Выбрать главу

Действительно, назвали гору именем легендарного командира красных лыжников. Величественная скала, упирающаяся в небо, не так далеко от Пика Коммунизма. Авторитет!

Забирают с улицы несчастного колхозника, который, отчаявшись от трудодней, налакался сы-ма-гона и опал, как озимые, возле почтамта. «С какого колхоза?» — спрашивает возмущенная общественность и народная дружина. «С имени Тойво Антикайнена», — невнятно, но очень гордо отвечает колхозник.
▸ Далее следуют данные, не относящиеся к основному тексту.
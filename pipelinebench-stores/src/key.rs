//! Naming of uploaded artifacts.
//!
//! Keys have the shape `logs/test_{id}_{unix_seconds}.json`. The processor recovers the trial id
//! from the key and writes its completion record under that id, so both sides of the pipeline
//! must agree on this format.

use std::fmt;

const PREFIX: &str = "logs/test_";
const SUFFIX: &str = ".json";

/// Object key under which a trial's artifact is uploaded.
#[derive(Clone, Debug, PartialEq, Eq, Hash)]
pub struct ArtifactKey(String);

impl ArtifactKey {
    /// Builds the key for the trial `id`, uploaded at `unix_seconds`.
    ///
    /// `id` must not contain `_`, otherwise [`trial_id`](Self::trial_id) cannot recover it.
    pub fn new(id: &str, unix_seconds: u64) -> Self {
        Self(format!("{PREFIX}{id}_{unix_seconds}{SUFFIX}"))
    }

    /// Returns the key as a string slice.
    pub fn as_str(&self) -> &str {
        &self.0
    }

    /// Extracts the trial id from a raw object key.
    ///
    /// Returns `None` for keys that do not follow the benchmark's naming scheme.
    pub fn trial_id(key: &str) -> Option<&str> {
        let stem = key.strip_prefix(PREFIX)?.strip_suffix(SUFFIX)?;
        let (id, timestamp) = stem.split_once('_')?;
        if id.is_empty() || timestamp.is_empty() || !timestamp.bytes().all(|b| b.is_ascii_digit())
        {
            return None;
        }
        Some(id)
    }
}

impl fmt::Display for ArtifactKey {
    fn fmt(&self, f: &mut fmt::Formatter<'_>) -> fmt::Result {
        f.write_str(&self.0)
    }
}

impl AsRef<str> for ArtifactKey {
    fn as_ref(&self) -> &str {
        &self.0
    }
}
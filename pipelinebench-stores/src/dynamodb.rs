//! [`CompletionStore`] backed by a DynamoDB table.

use std::collections::HashMap;
use std::fmt;

use aws_sdk_dynamodb::Client;
use aws_sdk_dynamodb::types::{AttributeValue, DeleteRequest, WriteRequest};

use crate::common::{
    AwsOptions, CompletionRecord, CompletionStore, MAX_BATCH_DELETE, StoreError, StoreResult,
};

/// Attribute holding the trial id, unless configured otherwise.
pub const DEFAULT_KEY_ATTRIBUTE: &str = "job_id";

const PROCESSING_TIME_ATTRIBUTE: &str = "processing_time_ms";
const STATUS_ATTRIBUTE: &str = "status";

/// Reads and clears completion records in a single DynamoDB table.
pub struct DynamoCompletionStore {
    client: Client,
    table: String,
    key_attribute: String,
}

impl DynamoCompletionStore {
    /// Creates a store bound to `table`, keyed by [`DEFAULT_KEY_ATTRIBUTE`].
    pub async fn new(options: &AwsOptions, table: impl Into<String>) -> Self {
        let shared = options.load().await;
        Self {
            client: Client::new(&shared),
            table: table.into(),
            key_attribute: DEFAULT_KEY_ATTRIBUTE.to_owned(),
        }
    }

    /// Overrides the name of the partition key attribute.
    pub fn with_key_attribute(mut self, key_attribute: impl Into<String>) -> Self {
        self.key_attribute = key_attribute.into();
        self
    }

    fn key(&self, id: &str) -> HashMap<String, AttributeValue> {
        HashMap::from([(self.key_attribute.clone(), AttributeValue::S(id.to_owned()))])
    }
}

impl fmt::Debug for DynamoCompletionStore {
    fn fmt(&self, f: &mut fmt::Formatter<'_>) -> fmt::Result {
        f.debug_struct("DynamoCompletionStore")
            .field("table", &self.table)
            .field("key_attribute", &self.key_attribute)
            .finish_non_exhaustive()
    }
}

/// Converts a stored item into a [`CompletionRecord`].
///
/// A found item is always a completion. Attributes of an unexpected type are treated as absent.
fn decode_item(id: &str, item: &HashMap<String, AttributeValue>) -> CompletionRecord {
    let processing_time_ms = match item.get(PROCESSING_TIME_ATTRIBUTE) {
        Some(AttributeValue::N(value)) => match value.parse::<f64>() {
            Ok(ms) => Some(ms),
            Err(_) => {
                tracing::warn!(id, %value, "ignoring unparsable processing time");
                None
            }
        },
        Some(other) => {
            tracing::warn!(id, ?other, "ignoring non-numeric processing time");
            None
        }
        None => None,
    };

    let status = match item.get(STATUS_ATTRIBUTE) {
        Some(AttributeValue::S(status)) => Some(status.clone()),
        _ => None,
    };

    CompletionRecord {
        id: id.to_owned(),
        processing_time_ms,
        status,
    }
}

#[async_trait::async_trait]
impl CompletionStore for DynamoCompletionStore {
    fn name(&self) -> &'static str {
        "dynamodb"
    }

    #[tracing::instrument(level = "trace", fields(table = %self.table, id = %id), skip_all)]
    async fn get(&self, id: &str) -> StoreResult<Option<CompletionRecord>> {
        let output = self
            .client
            .get_item()
            .table_name(&self.table)
            .set_key(Some(self.key(id)))
            .send()
            .await
            .map_err(|cause| StoreError::Lookup {
                context: format!("{}[{id}]", self.table),
                cause: cause.into(),
            })?;

        Ok(output.item().map(|item| decode_item(id, item)))
    }

    #[tracing::instrument(level = "trace", fields(table = %self.table), skip_all)]
    async fn list_ids(&self) -> StoreResult<Vec<String>> {
        let mut pages = self
            .client
            .scan()
            .table_name(&self.table)
            .projection_expression("#id")
            .expression_attribute_names("#id", &self.key_attribute)
            .into_paginator()
            .items()
            .send();

        let mut ids = Vec::new();
        while let Some(item) = pages.next().await {
            let item = item.map_err(|cause| StoreError::Scan {
                context: self.table.clone(),
                cause: cause.into(),
            })?;

            match item.get(&self.key_attribute) {
                Some(AttributeValue::S(id)) => ids.push(id.clone()),
                _ => tracing::warn!(table = %self.table, "skipping item without string key"),
            }
        }

        tracing::debug!(count = ids.len(), "scanned completion records");
        Ok(ids)
    }

    #[tracing::instrument(level = "trace", fields(table = %self.table, batch = ids.len()), skip_all)]
    async fn batch_delete(&self, ids: &[String]) -> StoreResult<()> {
        if ids.len() > MAX_BATCH_DELETE {
            return Err(StoreError::BatchTooLarge { len: ids.len() });
        }
        if ids.is_empty() {
            return Ok(());
        }

        let requests = ids
            .iter()
            .map(|id| {
                let delete = DeleteRequest::builder()
                    .set_key(Some(self.key(id)))
                    .build()
                    .map_err(|cause| StoreError::Delete {
                        context: format!("{}[{id}]", self.table),
                        cause: cause.into(),
                    })?;
                Ok(WriteRequest::builder().delete_request(delete).build())
            })
            .collect::<StoreResult<Vec<_>>>()?;

        let output = self
            .client
            .batch_write_item()
            .request_items(&self.table, requests)
            .send()
            .await
            .map_err(|cause| StoreError::Delete {
                context: self.table.clone(),
                cause: cause.into(),
            })?;

        let unprocessed = output
            .unprocessed_items()
            .and_then(|items| items.get(&self.table))
            .map_or(0, Vec::len);
        if unprocessed > 0 {
            tracing::warn!(table = %self.table, unprocessed, "batch delete left items behind");
        }

        Ok(())
    }
}

#[cfg(test)]
mod tests {
    use super::*;

    fn item(attributes: &[(&str, AttributeValue)]) -> HashMap<String, AttributeValue> {
        attributes
            .iter()
            .map(|(name, value)| ((*name).to_owned(), value.clone()))
            .collect()
    }

    #[test]
    fn decodes_processing_time_and_status() {
        let item = item(&[
            ("job_id", AttributeValue::S("abcd1234".to_owned())),
            ("processing_time_ms", AttributeValue::N("412.5".to_owned())),
            ("status", AttributeValue::S("completed".to_owned())),
        ]);

        let record = decode_item("abcd1234", &item);

        assert_eq!(record.id, "abcd1234");
        assert_eq!(record.processing_time_ms, Some(412.5));
        assert_eq!(record.status.as_deref(), Some("completed"));
    }

    #[test]
    fn malformed_processing_time_is_absent() {
        let text = item(&[("processing_time_ms", AttributeValue::S("fast".to_owned()))]);
        assert_eq!(decode_item("a", &text).processing_time_ms, None);

        let garbage = item(&[("processing_time_ms", AttributeValue::N("n/a".to_owned()))]);
        assert_eq!(decode_item("a", &garbage).processing_time_ms, None);
    }

    #[test]
    fn bare_item_is_still_a_completion() {
        let record = decode_item("a", &HashMap::new());
        assert_eq!(record, CompletionRecord::new("a"));
    }
}
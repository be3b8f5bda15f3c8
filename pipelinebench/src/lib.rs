//! End-to-end latency benchmark for an event-driven pipeline.
//!
//! Each *trial* uploads a synthetic log payload to an artifact store and then polls a completion
//! store until the downstream processor has recorded the artifact as handled. The time between
//! the two is the end-to-end latency of the pipeline.
//!
//! - [`workload`] generates the payloads.
//! - [`trial`] runs a single trial and classifies its outcome.
//! - [`orchestrator`] runs warmup and main phases with bounded concurrency.
//! - [`stats`] reduces trial records into percentiles, throughput and error rate.
//! - [`report`] writes CSV and JSON result files and prints the summary.
//!
//! The stores themselves live in the `pipelinebench-stores` crate.
#![warn(missing_docs)]
#![warn(missing_debug_implementations)]

pub mod cli;
mod concurrency;
pub mod config;
pub mod error;
pub mod id;
pub mod observability;
pub mod orchestrator;
pub mod report;
pub mod stats;
pub mod trial;
pub mod workload;

pub use error::{AggregationError, BenchError, BenchResult};
pub use orchestrator::{Orchestrator, RunReport, RunSettings};
pub use stats::{SummaryStatistics, summarize};
pub use trial::{PollSettings, TrialConfig, TrialOutcome, TrialRecord, TrialRunner};
pub use workload::WorkloadGenerator;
Таких предприятий, носивших имя финского борца за мировую революцию, по всей стране Советский Союз было не один десяток. Авторитет!

Едет, подпрыгивая на ухабах, телега под управлением немытого возницы, лошадь испуганно озирается по сторонам. «Где, черт побери, эта улица?» — спрашивают они хором проезжающую мимо машину. «Какая, дядя?» — уточняет водитель, нажав на тормоза. «Улица имени Тойво Антикайнена». «Так за углом, валенок. Карту купи!» — степенно бросает шофер и поддает газу.

Во многих городах Советского Союза была такая улица. А кое-где и поныне есть. Авторитет!

Тойво превратился в живую легенду, а его имя символизировало «сопротивление фашизму в классовых битвах». Где нашли фашистов в Суоми? Наверно, не совсем внимательно смотрели замечательный фильм «За нашу Советскую Родину», где Олег Жаков с проницательным и мудрым взглядом предстал в образе финского патриота. «Мочи козлов!» — бросал клич экранный Антикайнен, и бойцы кричали: «Мочи!» А также зрители в кинозале повторяли на разные голоса: «Мочи!»

Литература тоже не заставила себя долго ждать. По заданию партии Геннадий Фиш написал повесть «Падение Кимасозера». Писатель, обладающий отменным коммунистическим чутьем, написал про лыжный поход, ни черта не соображая о таком способе передвижения, как лыжи. Да разве это было важно?

Важно было то, что в середине тридцать пятого года вряд ли нашелся бы в Советском Союзе, Европе и Соединенных Штатах Америки культурный человек, не знавший имя Тойво Антикайнена. Собирались такие культурные люди группой и гадали: повесят — не повесят, расстреляют — не расстреляют? Ставки, как водится, три к одному. Один — это на то, что оставят в живых.

Однако свидания с Антикайненом в тюрьме продолжали оставаться под запретом. Посещение Пааво Нурми было единственным исключением, и начальник тюрьмы подготовил распоряжение, чтобы до неудобного заключенного не мог добраться никто, какой бы звучной международной фамилией он, или, даже, она, ни обладали. Для свидания требовалось специальное разрешение министерства юстиции. Карманная организация правительства Финляндии прямого отказа никому не давала, но условия ставила такие, что жизни не хватило бы их выполнить.

Тойво узнавал о своей популярности от своего адвоката. Это было сначала. Потом приноровился и начал догадываться об очередном успешном сборе подписей за отмену смертной казни по тому, что его непременно сажали в карцер.

Антикайнен даже не спрашивал, отчего его снова тащат в сырой тесный каменный мешок. Значит, где-то опять требовали гуманного суда в его отношении.

Плохо было в карцере: питание совсем гадкое, нет возможности для привычной физической гимнастики, вечная полутьма, как в памятной ему по былому времени «преисподней». Душно было Тойво, и какая-то паника подбиралась, норовя забрать контроль над реальностью. Был бы Бокий поблизости — можно было предположить, что на него действует очередная шайтан-машина, но в Финляндии до такого пока еще не додумались.

Сами мероприятия, которые проходили по всему миру, для Тойво значили много, но не очень. Подписи собирают там, а он сидит здесь. Очень важно, что его не забывают, большую работу проделал старший товарищ и верный друг Куусинен. Но главное — это результат.

Как бы ни пытался сторожиться Антикайнен, однако при грамотной разработке ему не выжить. Не настолько он крут, чтобы не было кого-то круче его. Смерть от несчастного случая или от самоубийства — волна, конечно, подымется. Не миновать расследований, громких заявлений и тому подобное, но дело будет сделано. Волна имеет свойство также и спадать.

Тойво после гибели милой Лотты вовсе не боялся смерти, иной раз, впадая в отчаянье, даже хотел умереть. Но закончить жизнь в тюрьме — это несерьезно! Умереть можно на воле, умереть можно в борьбе, но умереть в застенках, как баран — с этим мириться было решительно невозможно. Он начал страшно бояться смерти. Вероятно, этому способствовало не такое уж редкое заключение его в карцер.